▸ **AIM OF THE EXERCISE**
Take the entries below and reproduce them word for word.
═══ SOURCE MATERIAL
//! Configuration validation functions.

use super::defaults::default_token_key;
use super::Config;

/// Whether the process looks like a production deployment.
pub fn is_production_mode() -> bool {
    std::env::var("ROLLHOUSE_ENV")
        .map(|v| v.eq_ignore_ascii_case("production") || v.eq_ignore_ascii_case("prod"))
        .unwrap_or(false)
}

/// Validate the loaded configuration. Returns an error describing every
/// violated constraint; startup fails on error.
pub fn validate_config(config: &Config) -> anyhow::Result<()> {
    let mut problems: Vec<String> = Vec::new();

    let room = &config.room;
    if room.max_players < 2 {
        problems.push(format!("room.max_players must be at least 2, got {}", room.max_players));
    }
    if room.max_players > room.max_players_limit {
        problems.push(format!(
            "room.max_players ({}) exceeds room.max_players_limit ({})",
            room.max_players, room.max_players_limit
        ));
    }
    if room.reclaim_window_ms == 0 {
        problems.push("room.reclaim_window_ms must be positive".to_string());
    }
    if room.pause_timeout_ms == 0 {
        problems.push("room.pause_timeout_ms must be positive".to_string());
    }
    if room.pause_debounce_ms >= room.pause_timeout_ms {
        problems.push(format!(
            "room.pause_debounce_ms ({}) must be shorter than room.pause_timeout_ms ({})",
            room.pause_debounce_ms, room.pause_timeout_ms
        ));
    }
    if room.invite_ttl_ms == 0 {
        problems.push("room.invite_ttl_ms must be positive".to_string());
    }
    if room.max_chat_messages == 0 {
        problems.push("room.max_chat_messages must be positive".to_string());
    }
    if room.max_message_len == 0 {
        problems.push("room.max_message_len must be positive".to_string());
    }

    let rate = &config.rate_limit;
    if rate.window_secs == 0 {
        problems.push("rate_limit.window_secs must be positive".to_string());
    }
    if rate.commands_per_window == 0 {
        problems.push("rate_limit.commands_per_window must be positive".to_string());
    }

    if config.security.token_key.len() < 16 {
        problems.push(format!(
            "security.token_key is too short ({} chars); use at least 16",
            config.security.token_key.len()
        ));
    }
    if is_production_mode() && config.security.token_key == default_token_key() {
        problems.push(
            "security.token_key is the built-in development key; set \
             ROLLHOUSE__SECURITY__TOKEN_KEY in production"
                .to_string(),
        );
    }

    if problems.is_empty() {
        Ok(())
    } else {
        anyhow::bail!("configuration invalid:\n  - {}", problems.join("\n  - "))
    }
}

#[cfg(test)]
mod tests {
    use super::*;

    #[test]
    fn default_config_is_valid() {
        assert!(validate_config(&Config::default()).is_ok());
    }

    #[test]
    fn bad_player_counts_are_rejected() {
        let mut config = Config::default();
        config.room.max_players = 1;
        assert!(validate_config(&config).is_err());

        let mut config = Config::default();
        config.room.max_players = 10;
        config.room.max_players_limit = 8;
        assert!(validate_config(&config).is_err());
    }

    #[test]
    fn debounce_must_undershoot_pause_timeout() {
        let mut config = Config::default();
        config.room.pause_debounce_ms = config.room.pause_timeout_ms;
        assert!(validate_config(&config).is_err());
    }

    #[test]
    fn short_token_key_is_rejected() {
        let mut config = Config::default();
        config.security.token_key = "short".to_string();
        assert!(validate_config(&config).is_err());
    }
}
══════
▸ **WRITTEN ANSWER**
//! Configuration validation functions.

use super::defaults::default_token_key;
use super::Config;

/// Whether the process looks like a production deployment.
pub fn is_production_mode() -> bool {
    std::env::var("ROLLHOUSE_ENV")
        .map(|v| v.eq_ignore_ascii_case("production") || v.eq_ignore_ascii_case("prod"))
        .unwrap_or(false)
}

/// Validate the loaded configuration. Returns an error describing every
/// violated constraint; startup fails on error.
pub fn validate_config(config: &Config) -> anyhow::Result<()> {
    let mut problems: Vec<String> = Vec::new();

    let room = &config.room;
    if room.max_players < 2 {
        problems.push(format!("room.max_players must be at least 2, got {}", room.max_players));
    }
    if room.max_players > room.max_players_limit {
        problems.push(format!(
            "room.max_players ({}) exceeds room.max_players_limit ({})",
            room.max_players, room.max_players_limit
        ));
    }
    if room.reclaim_window_ms == 0 {
        problems.push("room.reclaim_window_ms must be positive".to_string());
    }
    if room.pause_timeout_ms == 0 {
        problems.push("room.pause_timeout_ms must be positive".to_string());
    }
    if room.pause_debounce_ms >= room.pause_timeout_ms {
        problems.push(format!(
            "room.pause_debounce_ms ({}) must be shorter than room.pause_timeout_ms ({})",
            room.pause_debounce_ms, room.pause_timeout_ms
        ));
    }
    if room.invite_ttl_ms == 0 {
        problems.push("room.invite_ttl_ms must be positive".to_string());
    }
    if room.max_chat_messages == 0 {
        problems.push("room.max_chat_messages must be positive".to_string());
    }
    if room.max_message_len == 0 {
        problems.push("room.max_message_len must be positive".to_string());
    }

    let rate = &config.rate_limit;
    if rate.window_secs == 0 {
        problems.push("rate_limit.window_secs must be positive".to_string());
    }
    if rate.commands_per_window == 0 {
        problems.push("rate_limit.commands_per_window must be positive".to_string());
    }

    if config.security.token_key.len() < 16 {
        problems.push(format!(
            "security.token_key is too short ({} chars); use at least 16",
            config.security.token_key.len()
        ));
    }
    if is_production_mode() && config.security.token_key == default_token_key() {
        problems.push(
            "security.token_key is the built-in development key; set \
             ROLLHOUSE__SECURITY__TOKEN_KEY in production"
                .to_string(),
        );
    }

    if problems.is_empty() {
        Ok(())
    } else {
        anyhow::bail!("configuration invalid:\n  - {}", problems.join("\n  - "))
    }
}

#[cfg(test)]
mod tests {
    use super::*;

    #[test]
    fn default_config_is_valid() {
        assert!(validate_config(&Config::default()).is_ok());
    }

    #[test]
    fn bad_player_counts_are_rejected() {
        let mut config = Config::default();
        config.room.max_players = 1;
        assert!(validate_config(&config).is_err());

        let mut config = Config::default();
        config.room.max_players = 10;
        config.room.max_players_limit = 8;
        assert!(validate_config(&config).is_err());
    }

    #[test]
    fn debounce_must_undershoot_pause_timeout() {
        let mut config = Config::default();
        config.room.pause_debounce_ms = config.room.pause_timeout_ms;
        assert!(validate_config(&config).is_err());
    }

    #[test]
    fn short_token_key_is_rejected() {
        let mut config = Config::default();
        config.security.token_key = "short".to_string();
        assert!(validate_config(&config).is_err());
    }
}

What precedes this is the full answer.